MUNICH - Thermochromic nanocoatings employed appropriately can help reduce energy usage and generate savings. The coatings either absorb heat or permit its reflection, depending on their temperature. Researchers from the Fraunhofer Institute demonstrated this phenomenon using samples of coated metal strips at the Hanover Trade Show in April of this year.

Nanoparticles possess an especially large surface-area-to-volume ratio. This makes them extremely efficient and reactive. Tiny amounts are sufficient to produce large effects. Researchers of the Fraunhofer Institute for Chemical Technology ICT in Pfinztal near Karlsruhe, Germany, are utilizing this characteristic to create novel coatings. They are incorporating active nano-materials into polymer systems. These coatings can be applied easily like paint or varnish.

“However, the special properties of nano-composites only become apparent if the particles do not clump so that an agglomeration is avoided,” explains Helmut Schmid from Fraunhofer ICT. The scientist together with colleagues at the institute developed a process through which the nanoparticles are distributed uniformly in the polymer matrix. “In addition, integrating the nanoparticles in the plastic system provides extra safety. The binding forces prevent the uncontrolled release of individual nanoparticles,” explains Schmid. “We can prove this using analytical techniques able to detect extremely small concentrations of substances.”

The process is highly adaptable and suited to processing quite varied nanomaterials. An additional advantage is that small amounts of substances can be bound in environment-friendly, water-based systems of plastics that release hardly any VOCs. These coatings can be applied directly without first requiring a primer coat – experts refer to this property as "direct-to-metal." In addition, the layers prevent oxygen from reaching the metal and thereby protect against corrosion.
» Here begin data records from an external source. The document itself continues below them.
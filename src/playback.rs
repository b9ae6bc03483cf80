//! Audio replay of synthesized responses.
//!
//! [`PlaybackState`] is the whole lifecycle:
//!
//! ```text
//! Idle --arm(url)--> Armed(url) --started--> Playing(url)
//!   ^                    |                        |
//!   +------ stop --------+------ ended / stop ----+
//! ```
//!
//! The state machine knows nothing about how audio is produced; an
//! [`AudioPlayer`] does the actual work.

use colored::*;
use tokio::process::{Child, Command};
use tracing::{debug, info, warn};

use crate::error::Result;

#[derive(Debug, Clone, Default, PartialEq, Eq)]
pub enum PlaybackState {
    #[default]
    Idle,
    Armed(String),
    Playing(String),
}

impl PlaybackState {
    /// Load `url`, replacing whatever was loaded before.
    pub fn arm(&mut self, url: &str) {
        debug!(%url, from = ?self, "playback armed");
        *self = PlaybackState::Armed(url.to_string());
    }

    /// Playback actually began. Only valid from `Armed`.
    pub fn started(&mut self) -> bool {
        match std::mem::take(self) {
            PlaybackState::Armed(url) => {
                *self = PlaybackState::Playing(url);
                true
            }
            other => {
                *self = other;
                false
            }
        }
    }

    /// Playback reached its end.
    pub fn ended(&mut self) -> bool {
        match self {
            PlaybackState::Playing(_) => {
                *self = PlaybackState::Idle;
                true
            }
            _ => false,
        }
    }

    /// User or navigation stopped playback.
    pub fn stop(&mut self) -> bool {
        let was_loaded = !matches!(self, PlaybackState::Idle);
        *self = PlaybackState::Idle;
        was_loaded
    }

    pub fn is_playing(&self) -> bool {
        matches!(self, PlaybackState::Playing(_))
    }

    pub fn url(&self) -> Option<&str> {
        match self {
            PlaybackState::Idle => None,
            PlaybackState::Armed(url) | PlaybackState::Playing(url) => Some(url),
        }
    }
}

/// Resolve a server-relative audio path (`/static/audio/x.mp3`) to an
/// absolute URL. Absolute URLs pass through.
pub fn resolve_audio_url(server_url: &str, audio_url: &str) -> String {
    match reqwest::Url::parse(server_url).and_then(|base| base.join(audio_url)) {
        Ok(url) => url.to_string(),
        Err(e) => {
            debug!(error = %e, server_url, audio_url, "could not join audio url");
            format!(
                "{}/{}",
                server_url.trim_end_matches('/'),
                audio_url.trim_start_matches('/')
            )
        }
    }
}

pub trait AudioPlayer {
    /// Begin playing `url`. Returning `Ok` means playback has started.
    fn play(&mut self, url: &str) -> Result<()>;

    /// Whether audio is still audible.
    fn is_playing(&mut self) -> bool;

    fn stop(&mut self);
}

/// Announces the URL instead of playing it.
#[derive(Debug, Default)]
pub struct AnnouncePlayer;

impl AudioPlayer for AnnouncePlayer {
    fn play(&mut self, url: &str) -> Result<()> {
        info!(%url, "audio available");
        eprintln!("{} {}", "♪ audio:".bright_magenta(), url);
        Ok(())
    }

    fn is_playing(&mut self) -> bool {
        false
    }

    fn stop(&mut self) {}
}

/// Plays through an external program, e.g. `mpv --no-video`. The URL is
/// appended as the last argument.
#[derive(Debug)]
pub struct CommandPlayer {
    program: String,
    args: Vec<String>,
    child: Option<Child>,
}

impl CommandPlayer {
    /// Split a command line on whitespace. `None` for an empty line.
    pub fn from_command_line(line: &str) -> Option<Self> {
        let mut parts = line.split_whitespace().map(str::to_string);
        let program = parts.next()?;
        Some(Self {
            program,
            args: parts.collect(),
            child: None,
        })
    }

    pub fn program(&self) -> &str {
        &self.program
    }
}

impl AudioPlayer for CommandPlayer {
    fn play(&mut self, url: &str) -> Result<()> {
        self.stop();
        let child = Command::new(&self.program)
            .args(&self.args)
            .arg(url)
            .stdin(std::process::Stdio::null())
            .stdout(std::process::Stdio::null())
            .stderr(std::process::Stdio::null())
            .kill_on_drop(true)
            .spawn()?;
        info!(program = %self.program, %url, "playing audio");
        self.child = Some(child);
        Ok(())
    }

    fn is_playing(&mut self) -> bool {
        let Some(child) = self.child.as_mut() else {
            return false;
        };
        match child.try_wait() {
            Ok(None) => true,
            Ok(Some(status)) => {
                debug!(%status, "player exited");
                self.child = None;
                false
            }
            Err(e) => {
                warn!(error = %e, "could not poll player");
                self.child = None;
                false
            }
        }
    }

    fn stop(&mut self) {
        if let Some(mut child) = self.child.take() {
            if let Err(e) = child.start_kill() {
                debug!(error = %e, "player already gone");
            }
        }
    }
}

/// Either player, chosen from configuration.
#[derive(Debug)]
pub enum ConfiguredPlayer {
    Announce(AnnouncePlayer),
    Command(CommandPlayer),
}

impl ConfiguredPlayer {
    pub fn from_config(command: Option<&str>) -> Self {
        match command.and_then(CommandPlayer::from_command_line) {
            Some(player) => ConfiguredPlayer::Command(player),
            None => ConfiguredPlayer::Announce(AnnouncePlayer),
        }
    }
}

impl AudioPlayer for ConfiguredPlayer {
    fn play(&mut self, url: &str) -> Result<()> {
        match self {
            ConfiguredPlayer::Announce(p) => p.play(url),
            ConfiguredPlayer::Command(p) => p.play(url),
        }
    }

    fn is_playing(&mut self) -> bool {
        match self {
            ConfiguredPlayer::Announce(p) => p.is_playing(),
            ConfiguredPlayer::Command(p) => p.is_playing(),
        }
    }

    fn stop(&mut self) {
        match self {
            ConfiguredPlayer::Announce(p) => p.stop(),
            ConfiguredPlayer::Command(p) => p.stop(),
        }
    }
}

#[cfg(test)]
mod tests {
    use super::*;
    use rstest::rstest;

    #[test]
    fn test_full_cycle() {
        let mut s = PlaybackState::default();
        s.arm("/a.mp3");
        assert_eq!(s, PlaybackState::Armed("/a.mp3".into()));
        assert!(s.started());
        assert!(s.is_playing());
        assert!(s.ended());
        assert_eq!(s, PlaybackState::Idle);
    }

    #[test]
    fn test_started_requires_armed() {
        let mut s = PlaybackState::Idle;
        assert!(!s.started());
        assert_eq!(s, PlaybackState::Idle);
    }

    #[test]
    fn test_ended_only_from_playing() {
        let mut s = PlaybackState::Armed("/a.mp3".into());
        assert!(!s.ended());
        assert_eq!(s.url(), Some("/a.mp3"));
    }

    #[test]
    fn test_stop_from_any_state() {
        let mut s = PlaybackState::Playing("/a.mp3".into());
        assert!(s.stop());
        assert!(!s.stop());
        assert_eq!(s.url(), None);
    }

    #[test]
    fn test_arm_replaces_current() {
        let mut s = PlaybackState::Playing("/a.mp3".into());
        s.arm("/b.mp3");
        assert_eq!(s, PlaybackState::Armed("/b.mp3".into()));
    }

    #[rstest]
    #[case("http://localhost:8000", "/static/audio/x.mp3", "http://localhost:8000/static/audio/x.mp3")]
    #[case("http://localhost:8000/", "static/x.mp3", "http://localhost:8000/static/x.mp3")]
    #[case("http://localhost:8000", "https://cdn.example.com/y.mp3", "https://cdn.example.com/y.mp3")]
    #[case("not a url", "/x.mp3", "not a url/x.mp3")]
    fn test_resolve_audio_url(#[case] server: &str, #[case] audio: &str, #[case] expected: &str) {
        assert_eq!(resolve_audio_url(server, audio), expected);
    }

    #[test]
    fn test_announce_player_never_blocks() {
        let mut p = AnnouncePlayer;
        p.play("http://x/a.mp3").unwrap();
        assert!(!p.is_playing());
    }

    #[test]
    fn test_command_line_parsing() {
        let p = CommandPlayer::from_command_line("mpv --no-video").unwrap();
        assert_eq!(p.program(), "mpv");
        assert_eq!(p.args, vec!["--no-video".to_string()]);
        assert!(CommandPlayer::from_command_line("   ").is_none());
    }

    #[test]
    fn test_configured_player_selection() {
        assert!(matches!(ConfiguredPlayer::from_config(None), ConfiguredPlayer::Announce(_)));
        assert!(matches!(ConfiguredPlayer::from_config(Some("")), ConfiguredPlayer::Announce(_)));
        assert!(matches!(
            ConfiguredPlayer::from_config(Some("afplay")),
            ConfiguredPlayer::Command(_)
        ));
    }

    #[tokio::test]
    async fn test_missing_player_binary_is_an_error() {
        let mut p = CommandPlayer::from_command_line("definitely-not-a-real-player-binary").unwrap();
        assert!(p.play("http://x/a.mp3").is_err());
        assert!(!p.is_playing());
    }
}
Researchers at Fraunhofer ICT worked together with partners in industry under a project funded by the German Federal Ministry of Education and Research (BMBF) on novel nanocoatings for metallic wire and strip. The experts developed thermochromic coatings during the project that change color depending on their temperature. The coatings thereby either absorb heat or become transparent and permit its reflection “Metal strip possesses very special properties when coated in this way. If temperatures are below 30 °C (about 86 °F), the black coating absorbs heat. If it is warmer, the color changes. The varnish, which has now become transparent, allows the infrared radiation to be reflected,” Schmid explains. Strip and wire coated like this are useful in architectural applications. They can be interwoven and used as exterior self-regulating thermal cladding for walls and façades to help cool buildings passively and thereby reduce operating costs. The researchers are continuing to work on additional nano-systems such as coatings with luminescent properties, for instance. These kinds of effects are useful for safety markings and signage. The coatings can also help clearly differentiate branded products from pirated copies, since pirates do not have these kinds of luminescent nanocoatings at their disposal.

Researchers with the Application Center for Plasma and Photonics of the Fraunhofer Institute for Surface Engineering and Thin Films IST in Braunschweig, Germany, have also become involved in nanotechnology. They are designing particle surfaces with beneficial properties by applying, for example, carbon or metallic nanocoatings. Specific particles surrounded by a 1-2 nm carbon nanocoating become more electrically conductive, and this leads to an enhanced performance of lithium-ion batteries.

Nanocoated micro-particles have other advantages as well: if you apply titanium nitride or copper to stainless steel particles, for example, the substance no longer agglomerates. A powder treated in this way can then be used to metalize temperature-sensitive materials like plastic or paper. But how can layers of thin metal be homogeneously applied to even three-dimensional surfaces? The IST scientists employ plasma spraying for this purpose. For example, nano-shaped particles of stainless steel are thermally activated using an atmospheric-pressure plasma process and are deposited as a metal film onto the material to be coated.